Live cell imaging of Human Umbilical Vein Endothelial Cells (HUVEC) embedded in a 1.5 µg/ml Collagen Type I, Rat Tail, gel in the µ-Slide Chemotaxis, migrating towards fetal calf serum. Note: the cells connecting to each other form strings during the chemotaxis process. Phase contrast, 4x objective lens, 24 hours.

Invasive human fibrosarcoma cancer spheroids (HT-1080) were embedded into Collagen Type I, Rat Tail, gel. The invasion into the gel matrix was recorded for 48 hours in the µ-Slide 8 Well. 4x objective lens, brightfield.

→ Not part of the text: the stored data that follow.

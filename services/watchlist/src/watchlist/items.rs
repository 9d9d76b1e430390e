//! Item requests and the streams that carry them

use std::time::Instant;

use feed_types::directory::{MapAction, SymbolListEntry};
use feed_types::domain::DomainType;
use feed_types::ids::{ServiceId, StreamId};
use feed_types::key::MsgKey;
use feed_types::msg::{Msg, Payload, Priority, RefreshMsg, RequestMsg, StatusMsg, UpdateMsg};
use feed_types::qos::Qos;
use feed_types::state::{DataState, State, StateCode, StreamState};
use feed_types::view::ViewAction;
use tracing::{debug, info, trace, warn};

use super::{retry_later, SendOutcome, TimerOwner, Watchlist};
use crate::arena::Handle;
use crate::codec::Codec;
use crate::error::WatchlistError;
use crate::events::SubmitOptions;
use crate::request::{ItemRequest, RequestState, ServiceBinding, ViewChange};
use crate::service_cache::Service;
use crate::stream::{aggregate_priority, ProtocolState, RefreshState, StreamAttributes};
use crate::transport::Transport;
use crate::view::AggregateView;

const NO_MATCHING_SERVICE: &str = "No matching service present.";
const DOMAIN_NOT_SUPPORTED: &str = "Domain not supported by service.";
const SERVICE_DOWN: &str = "Service is down.";
const SERVICE_NOT_ACCEPTING: &str = "Service is not accepting requests.";
const NO_MATCHING_QOS: &str = "Service does not provide a matching QoS.";
const VIEW_KIND_MISMATCH: &str = "Requested view type does not match existing stream.";
const NO_STREAMS: &str = "No item streams available.";
const BATCH_CLOSED: &str = "Stream closed for batch";
const REQUEST_TIMEOUT: &str = "Request timeout";
pub(super) const CHANNEL_DOWN: &str = "channel down.";
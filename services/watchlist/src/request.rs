//! Application-visible item requests
//!
//! One [`ItemRequest`] exists per application stream id. It remembers what
//! the application asked for (service binding, view, priority, pause) so
//! that a reissue can be checked against it before anything changes.

use feed_types::domain::DomainType;
use feed_types::ids::{ServiceId, StreamId};
use feed_types::key::MsgKey;
use feed_types::msg::{Priority, RequestMsg};
use feed_types::qos::Qos;
use feed_types::view::{ViewAction, ViewKind};

use crate::arena::Handle;
use crate::error::WatchlistError;
use crate::events::SubmitOptions;
use crate::list::{Link, Linked};
use crate::view::View;

/// Lifecycle of a request.
#[derive(Debug, Clone, Copy, PartialEq, Eq, Default)]
pub enum RequestState {
    /// Not attached to a stream (waiting for a service)
    #[default]
    None,
    /// Attached; the stream has not yet sent on its behalf
    PendingRequest,
    /// Sent; waiting for the first refresh part
    PendingRefresh,
    /// Some refresh parts received; waiting for the last one
    PendingCompleteRefresh,
    Open,
    ReturnToPool,
}

impl RequestState {
    /// Still owed a solicited refresh.
    pub fn awaiting_refresh(&self) -> bool {
        matches!(
            self,
            RequestState::PendingRefresh | RequestState::PendingCompleteRefresh
        )
    }
}

/// How a request names its service. Fixed for the life of the request.
#[derive(Debug, Clone, PartialEq, Eq, Hash)]
pub enum ServiceBinding {
    Id(ServiceId),
    Name(String),
}

impl ServiceBinding {
    /// Binding of a new request: exactly one of the key's service id and the
    /// submit option's service name.
    pub fn resolve(msg: &RequestMsg, options: &SubmitOptions) -> Result<Self, WatchlistError> {
        match (msg.key.service_id, options.service_name.as_ref()) {
            (Some(_), Some(_)) => Err(WatchlistError::invalid_usage(
                "Request has both a service name and a service id.",
            )),
            (Some(id), None) => Ok(ServiceBinding::Id(id)),
            (None, Some(name)) => Ok(ServiceBinding::Name(name.clone())),
            (None, None) => Err(WatchlistError::invalid_usage(
                "Request has neither a service name nor a service id.",
            )),
        }
    }

    /// The reissued message names the same service in the same way.
    fn matches(&self, msg: &RequestMsg, options: &SubmitOptions) -> bool {
        match self {
            ServiceBinding::Id(id) => {
                options.service_name.is_none() && msg.key.service_id == Some(*id)
            }
            ServiceBinding::Name(name) => {
                msg.key.service_id.is_none() && options.service_name.as_deref() == Some(name)
            }
        }
    }
}

/// What a reissue wants done to the request's view.
#[derive(Debug, Clone, PartialEq, Eq)]
pub enum ViewChange {
    Keep,
    Remove,
    Replace(View),
}

/// Changes a valid reissue asks for. Nothing is applied until the caller
/// decides to.
#[derive(Debug, Clone, PartialEq, Eq)]
pub struct Reissue {
    pub view: ViewChange,
    pub priority: Priority,
    pub paused: bool,
    /// The reissue asked for a new refresh
    pub refresh: bool,
    pub extended_header: Option<Vec<u8>>,
}

/// One application stream.
#[derive(Debug, Clone)]
pub struct ItemRequest {
    pub user_id: StreamId,
    pub domain: DomainType,
    /// Key as submitted, without its service id
    pub key: MsgKey,
    pub binding: ServiceBinding,
    pub qos: Option<Qos>,
    pub worst_qos: Option<Qos>,
    pub priority: Priority,
    pub streaming: bool,
    pub paused: bool,
    pub private_stream: bool,
    pub view: Option<View>,
    pub symbol_list_data_streams: bool,
    /// Opened by the watchlist on behalf of a symbol list
    pub provider_driven: bool,
    pub extended_header: Option<Vec<u8>>,
    pub state: RequestState,
    /// Stream the request is attached to
    pub stream: Option<Handle>,
    link: Link,
}

impl Linked for ItemRequest {
    fn link(&self) -> &Link {
        &self.link
    }
    fn link_mut(&mut self) -> &mut Link {
        &mut self.link
    }
}

impl ItemRequest {
    pub fn new(
        msg: &RequestMsg,
        binding: ServiceBinding,
        provider_driven: bool,
    ) -> Result<Self, WatchlistError> {
        msg.validate()?;
        let view = match &msg.view {
            ViewAction::Set(spec) => Some(View::new(spec)?),
            ViewAction::None | ViewAction::Maintain => None,
        };
        let mut key = msg.key.clone();
        key.service_id = None;

        Ok(Self {
            user_id: msg.stream_id,
            domain: msg.domain,
            key,
            binding,
            qos: msg.qos,
            worst_qos: msg.worst_qos,
            priority: msg.priority.unwrap_or_default(),
            streaming: msg.streaming,
            paused: msg.pause && msg.streaming,
            private_stream: msg.private_stream,
            view,
            symbol_list_data_streams: msg.symbol_list_data_streams,
            provider_driven,
            extended_header: msg.extended_header.clone(),
            state: RequestState::None,
            stream: None,
            link: Link::default(),
        })
    }

    pub fn is_attached(&self) -> bool {
        self.stream.is_some()
    }

    pub fn view_kind(&self) -> Option<ViewKind> {
        self.view.as_ref().map(View::kind)
    }

    /// Check a reissue of this request.
    ///
    /// `stream_view_kind` is the kind of the views other requests hold on
    /// the same stream, if any. Returns the changes to apply; on error the
    /// request is untouched.
    pub fn check_reissue(
        &self,
        msg: &RequestMsg,
        options: &SubmitOptions,
        stream_view_kind: Option<ViewKind>,
    ) -> Result<Reissue, WatchlistError> {
        if !self.streaming {
            return Err(WatchlistError::invalid_usage(
                "Snapshot request may not be reissued.",
            ));
        }
        if msg.domain != self.domain {
            return Err(WatchlistError::invalid_usage(
                "Request reissue may not change the domain type.",
            ));
        }
        if !msg.batch.is_empty() {
            return Err(WatchlistError::invalid_usage(
                "Request reissue may not contain a batch.",
            ));
        }
        if !msg.streaming {
            return Err(WatchlistError::invalid_usage(
                "Request reissue may not remove the streaming flag.",
            ));
        }
        if msg.private_stream != self.private_stream {
            return Err(WatchlistError::invalid_usage(
                "Request reissue may not change the private stream flag.",
            ));
        }
        if !self.binding.matches(msg, options) {
            return Err(WatchlistError::invalid_usage(
                "Request reissue may not change the service.",
            ));
        }
        if !msg.key.matches_ignoring_service(&self.key) {
            return Err(WatchlistError::invalid_usage(
                "Request reissue may not change the message key.",
            ));
        }
        if msg.qos != self.qos || msg.worst_qos != self.worst_qos {
            return Err(WatchlistError::invalid_usage(
                "Request reissue may not change the QoS.",
            ));
        }

        let view = match &msg.view {
            ViewAction::Maintain => ViewChange::Keep,
            ViewAction::None if self.view.is_none() => ViewChange::Keep,
            ViewAction::None => ViewChange::Remove,
            ViewAction::Set(spec) => {
                let view = View::new(spec)?;
                if let Some(existing) = stream_view_kind {
                    if existing != view.kind() {
                        return Err(WatchlistError::invalid_usage(
                            "Requested view type does not match existing stream.",
                        ));
                    }
                }
                if self.view.as_ref() == Some(&view) {
                    ViewChange::Keep
                } else {
                    ViewChange::Replace(view)
                }
            }
        };

        Ok(Reissue {
            view,
            priority: msg.priority.unwrap_or(self.priority),
            paused: msg.pause,
            refresh: !msg.no_refresh,
            extended_header: msg.extended_header.clone(),
        })
    }

    /// Apply a checked reissue. Returns the request's previous view.
    pub fn apply_reissue(&mut self, reissue: &Reissue) -> Option<View> {
        self.priority = reissue.priority;
        self.paused = reissue.paused;
        if reissue.extended_header.is_some() {
            self.extended_header = reissue.extended_header.clone();
        }
        match &reissue.view {
            ViewChange::Keep => self.view.clone(),
            ViewChange::Remove => self.view.take(),
            ViewChange::Replace(view) => self.view.replace(view.clone()),
        }
    }
}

Live cell imaging of a spheroid of Human Umbilical Vein Endothelial Cells (HUVEC), embedded into a 3D gel made of Collagen Type I, Rat Tail. Collagen gel (1 mg/ml) made with full Endothelial Cell Growth Medium (PromoCell) according to Application Note 26 “Fabrication of Collagen I Gels”. VEGF-165 (50 ng/ml) was added to the medium to induce sprouting activity. The sprouting process into the gel matrix was recorded for 44 hours in the µ-Slide 8 Well. 10x and 4x objective lens, brightfield.

MCF-7 cells on RPMI-based Collagen Type I, Bovine (1 mg/ml) 20 hours after seeding on the gel layer in the µ-Slide 15 Well 3D, filled with 10 µl gel per well. Phase contrast microscopy with a 4x objective.